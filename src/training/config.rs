//! Training configuration

use crate::error::{ExoSeekerError, Result};
use serde::{Deserialize, Serialize};
use std::collections::BTreeSet;
use std::fmt;
use std::str::FromStr;

/// Base estimator families that can feed the stack
#[derive(Debug, Clone, Copy, PartialEq, Eq, Hash, PartialOrd, Ord, Serialize, Deserialize)]
pub enum EstimatorKind {
    /// Random Forest
    RandomForest,
    /// Gradient Boosted Trees
    GradientBoosting,
    /// Neural Network (MLP)
    MultiLayerPerceptron,
}

impl EstimatorKind {
    pub const ALL: [EstimatorKind; 3] = [
        EstimatorKind::RandomForest,
        EstimatorKind::GradientBoosting,
        EstimatorKind::MultiLayerPerceptron,
    ];

    /// Short code used on the command line and in forms
    pub fn code(&self) -> &'static str {
        match self {
            EstimatorKind::RandomForest => "rf",
            EstimatorKind::GradientBoosting => "gb",
            EstimatorKind::MultiLayerPerceptron => "mlp",
        }
    }

    pub fn display_name(&self) -> &'static str {
        match self {
            EstimatorKind::RandomForest => "Random Forest",
            EstimatorKind::GradientBoosting => "Gradient Boosting",
            EstimatorKind::MultiLayerPerceptron => "Multi-Layer Perceptron",
        }
    }
}

impl fmt::Display for EstimatorKind {
    fn fmt(&self, f: &mut fmt::Formatter<'_>) -> fmt::Result {
        f.write_str(self.code())
    }
}

impl FromStr for EstimatorKind {
    type Err = ExoSeekerError;

    fn from_str(s: &str) -> Result<Self> {
        match s.trim().to_ascii_lowercase().as_str() {
            "rf" | "random_forest" | "randomforest" => Ok(EstimatorKind::RandomForest),
            "gb" | "gradient_boosting" | "gradientboosting" => Ok(EstimatorKind::GradientBoosting),
            "mlp" | "neural_network" | "multilayerperceptron" => {
                Ok(EstimatorKind::MultiLayerPerceptron)
            }
            other => Err(ExoSeekerError::Config(format!(
                "unknown estimator '{}' (expected rf, gb or mlp)",
                other
            ))),
        }
    }
}

/// User-chosen base estimators. The random forest is always part of the stack.
#[derive(Debug, Clone, Default, PartialEq, Eq, Serialize, Deserialize)]
pub struct EstimatorSelection {
    selected: BTreeSet<EstimatorKind>,
}

impl EstimatorSelection {
    /// Empty selection (resolves to the random forest alone)
    pub fn new() -> Self {
        Self::default()
    }

    /// Every estimator family
    pub fn all() -> Self {
        Self::from_kinds(EstimatorKind::ALL)
    }

    pub fn from_kinds(kinds: impl IntoIterator<Item = EstimatorKind>) -> Self {
        Self {
            selected: kinds.into_iter().collect(),
        }
    }

    /// Builder method to add an estimator
    pub fn with(mut self, kind: EstimatorKind) -> Self {
        self.selected.insert(kind);
        self
    }

    /// Whether the user picked `kind` explicitly
    pub fn is_selected(&self, kind: EstimatorKind) -> bool {
        self.selected.contains(&kind)
    }

    /// Base estimators in stack order: RF, GB, MLP. Never empty, never duplicated.
    pub fn resolve(&self) -> Vec<EstimatorKind> {
        EstimatorKind::ALL
            .into_iter()
            .filter(|k| *k == EstimatorKind::RandomForest || self.selected.contains(k))
            .collect()
    }
}

impl FromStr for EstimatorSelection {
    type Err = ExoSeekerError;

    /// Comma-separated codes such as `rf,gb,mlp`; blank input selects nothing
    fn from_str(s: &str) -> Result<Self> {
        let kinds = s
            .split(',')
            .map(str::trim)
            .filter(|part| !part.is_empty())
            .map(EstimatorKind::from_str)
            .collect::<Result<Vec<_>>>()?;
        Ok(Self::from_kinds(kinds))
    }
}

/// Hyperparameters exposed to the user
#[derive(Debug, Clone, PartialEq, Serialize, Deserialize)]
#[serde(default)]
pub struct Hyperparameters {
    pub rf_n_estimators: usize,
    pub rf_max_depth: usize,
    pub gb_n_estimators: usize,
    pub gb_max_depth: usize,
    pub mlp_max_iter: usize,
    pub mlp_alpha: f64,
}

impl Default for Hyperparameters {
    fn default() -> Self {
        Self {
            rf_n_estimators: 100,
            rf_max_depth: 3,
            gb_n_estimators: 100,
            gb_max_depth: 3,
            mlp_max_iter: 100,
            mlp_alpha: 0.0001,
        }
    }
}

impl Hyperparameters {
    pub fn new() -> Self {
        Self::default()
    }

    pub fn validate(&self) -> Result<()> {
        let counts = [
            ("rf_n_estimators", self.rf_n_estimators),
            ("rf_max_depth", self.rf_max_depth),
            ("gb_n_estimators", self.gb_n_estimators),
            ("gb_max_depth", self.gb_max_depth),
            ("mlp_max_iter", self.mlp_max_iter),
        ];
        for (name, value) in counts {
            if value == 0 {
                return Err(ExoSeekerError::Config(format!("{} must be at least 1", name)));
            }
        }
        if !self.mlp_alpha.is_finite() || self.mlp_alpha < 0.0 {
            return Err(ExoSeekerError::Config(format!(
                "mlp_alpha must be a finite non-negative number, got {}",
                self.mlp_alpha
            )));
        }
        Ok(())
    }
}

/// Fixed training settings not exposed as hyperparameters
#[derive(Debug, Clone, PartialEq, Serialize, Deserialize)]
pub struct TrainingConfig {
    /// Seed shared by every base estimator and the fold assignment
    pub random_state: u64,
    /// Folds used to build out-of-fold meta-features
    pub cv_folds: usize,
    /// Gradient boosting shrinkage
    pub gb_learning_rate: f64,
    /// Hidden units of the single MLP layer
    pub mlp_hidden_units: usize,
}

impl Default for TrainingConfig {
    fn default() -> Self {
        Self {
            random_state: 42,
            cv_folds: 5,
            gb_learning_rate: 0.1,
            mlp_hidden_units: 100,
        }
    }
}

impl TrainingConfig {
    pub fn new() -> Self {
        Self::default()
    }

    /// Builder method to set the seed
    pub fn with_random_state(mut self, seed: u64) -> Self {
        self.random_state = seed;
        self
    }

    /// Builder method to set the number of stacking folds
    pub fn with_cv_folds(mut self, folds: usize) -> Self {
        self.cv_folds = folds;
        self
    }
}
//! Training engine implementation

use super::config::{EstimatorKind, EstimatorSelection, Hyperparameters, TrainingConfig};
use super::gradient_boosting::{GradientBoostingClassifier, GradientBoostingConfig};
use super::neural_network::{MLPClassifier, MLPConfig};
use super::random_forest::RandomForest;
use crate::ensemble::{BaseEstimator, StackingClassifier, StackingConfig};
use crate::error::{ExoSeekerError, Result};
use crate::preprocessing::{InferenceScaling, PreprocessingConfig, Preprocessor, StandardScaler};
use crate::schema::Disposition;
use chrono::{DateTime, Utc};
use ndarray::{Array1, Array2, Axis};
use polars::prelude::DataFrame;
use serde::{Deserialize, Serialize};
use std::time::Instant;
use tracing::{debug, info};

/// Main training engine
#[derive(Debug, Clone, Default)]
pub struct TrainEngine {
    config: TrainingConfig,
}

impl TrainEngine {
    /// Create a new training engine
    pub fn new(config: TrainingConfig) -> Self {
        Self { config }
    }

    pub fn config(&self) -> &TrainingConfig {
        &self.config
    }

    /// Unfitted base estimators for `selection`, in stack order
    pub fn base_estimators(
        &self,
        selection: &EstimatorSelection,
        hyperparameters: &Hyperparameters,
    ) -> Vec<BaseEstimator> {
        let seed = self.config.random_state;
        selection
            .resolve()
            .into_iter()
            .map(|kind| match kind {
                EstimatorKind::RandomForest => BaseEstimator::RandomForest(
                    RandomForest::new_classifier(hyperparameters.rf_n_estimators)
                        .with_max_depth(hyperparameters.rf_max_depth)
                        .with_random_state(seed),
                ),
                EstimatorKind::GradientBoosting => {
                    BaseEstimator::GradientBoosting(GradientBoostingClassifier::new(
                        GradientBoostingConfig {
                            n_estimators: hyperparameters.gb_n_estimators,
                            learning_rate: self.config.gb_learning_rate,
                            max_depth: hyperparameters.gb_max_depth,
                            ..Default::default()
                        },
                    ))
                }
                EstimatorKind::MultiLayerPerceptron => {
                    BaseEstimator::MultiLayerPerceptron(MLPClassifier::new(MLPConfig {
                        hidden_layers: vec![self.config.mlp_hidden_units],
                        max_epochs: hyperparameters.mlp_max_iter,
                        alpha: hyperparameters.mlp_alpha,
                        random_state: Some(seed),
                        ..Default::default()
                    }))
                }
            })
            .collect()
    }

    /// Fit the stacked ensemble
    pub fn fit(
        &self,
        x: &Array2<f64>,
        labels: &[Disposition],
        selection: &EstimatorSelection,
        hyperparameters: &Hyperparameters,
    ) -> Result<StackingClassifier> {
        let start = Instant::now();
        hyperparameters.validate()?;

        if x.nrows() != labels.len() {
            return Err(ExoSeekerError::Shape {
                expected: format!("{} labels", x.nrows()),
                actual: format!("{} labels", labels.len()),
            });
        }
        if x.iter().any(|v| !v.is_finite()) {
            return Err(ExoSeekerError::Fitting(
                "feature matrix contains non-finite values".to_string(),
            ));
        }
        if labels.iter().any(|l| *l == Disposition::FalsePositive) {
            return Err(ExoSeekerError::Fitting(
                "training labels must be CONFIRMED or CANDIDATE".to_string(),
            ));
        }

        let y: Array1<f64> = labels.iter().map(Disposition::to_target).collect();
        let n_confirmed = y.iter().filter(|v| **v > 0.5).count();
        if n_confirmed == 0 || n_confirmed == y.len() {
            return Err(ExoSeekerError::Fitting(format!(
                "training labels contain a single class ({} rows)",
                y.len()
            )));
        }

        let estimators = self.base_estimators(selection, hyperparameters);
        let kinds: Vec<&str> = estimators.iter().map(|e| e.kind().code()).collect();
        debug!(estimators = ?kinds, "Assembled base estimators");

        let stacking_config = StackingConfig {
            n_folds: self.config.cv_folds,
            seed: Some(self.config.random_state),
            ..Default::default()
        };
        let mut stack = StackingClassifier::new(stacking_config, estimators);
        stack.fit(x, &y).map_err(|e| match e {
            ExoSeekerError::Fitting(_) | ExoSeekerError::Config(_) => e,
            other => ExoSeekerError::Fitting(other.to_string()),
        })?;

        info!(
            rows = x.nrows(),
            n_features = x.ncols(),
            n_confirmed,
            estimators = ?kinds,
            elapsed_ms = start.elapsed().as_millis() as u64,
            "Trained stacking ensemble"
        );

        Ok(stack)
    }
}

/// Train a stacked ensemble on scaled features and CONFIRMED/CANDIDATE labels
pub fn train(
    x: &Array2<f64>,
    labels: &[Disposition],
    selection: &EstimatorSelection,
    hyperparameters: &Hyperparameters,
    config: &TrainingConfig,
) -> Result<StackingClassifier> {
    TrainEngine::new(config.clone()).fit(x, labels, selection, hyperparameters)
}

/// Everything needed to classify new tables, persisted in the model slot
#[derive(Debug, Clone, Serialize, Deserialize)]
pub struct TrainedModel {
    /// Feature columns in training order
    pub feature_names: Vec<String>,
    pub scaler: StandardScaler,
    pub stack: StackingClassifier,
    pub selection: EstimatorSelection,
    pub hyperparameters: Hyperparameters,
    pub preprocessing: PreprocessingConfig,
    pub trained_at: DateTime<Utc>,
    /// Crate version that produced the model
    pub version: String,
}

impl TrainedModel {
    pub fn new(
        feature_names: Vec<String>,
        scaler: StandardScaler,
        stack: StackingClassifier,
        selection: EstimatorSelection,
        hyperparameters: Hyperparameters,
        preprocessing: PreprocessingConfig,
    ) -> Self {
        Self {
            feature_names,
            scaler,
            stack,
            selection,
            hyperparameters,
            preprocessing,
            trained_at: Utc::now(),
            version: crate::VERSION.to_string(),
        }
    }

    /// Classify already scaled features laid out in training order
    pub fn predict_features(&self, x: &Array2<f64>) -> Result<Vec<Disposition>> {
        if x.ncols() != self.feature_names.len() {
            return Err(ExoSeekerError::Shape {
                expected: format!("{} features", self.feature_names.len()),
                actual: format!("{} features", x.ncols()),
            });
        }
        let predictions = self.stack.predict(x)?;
        Ok(predictions.iter().map(|v| Disposition::from_target(*v)).collect())
    }

    /// Preprocess a raw inference table and classify every row
    pub fn predict(&self, df: &DataFrame, scaling: &InferenceScaling) -> Result<Vec<Disposition>> {
        let preprocessor = Preprocessor::new(self.preprocessing.clone());
        let prepared = preprocessor.prepare_inference(df, scaling)?;
        let features = self.align(prepared.features, &prepared.feature_names)?;
        self.predict_features(&features)
    }

    /// Reorder batch-scaled columns to the training layout
    fn align(&self, features: Array2<f64>, names: &[String]) -> Result<Array2<f64>> {
        if names == self.feature_names.as_slice() {
            return Ok(features);
        }
        let mut missing = Vec::new();
        let indices: Vec<usize> = self
            .feature_names
            .iter()
            .filter_map(|name| {
                let idx = names.iter().position(|n| n == name);
                if idx.is_none() {
                    missing.push(name.as_str());
                }
                idx
            })
            .collect();
        if !missing.is_empty() {
            return Err(ExoSeekerError::Schema(format!(
                "missing feature columns: {}",
                missing.join(", ")
            )));
        }
        Ok(features.select(Axis(1), &indices))
    }
}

What needs to be done — Among the lines above, find those with the string "Some" and copy them.

Task output —
                        random_state: Some(seed),
            seed: Some(self.config.random_state),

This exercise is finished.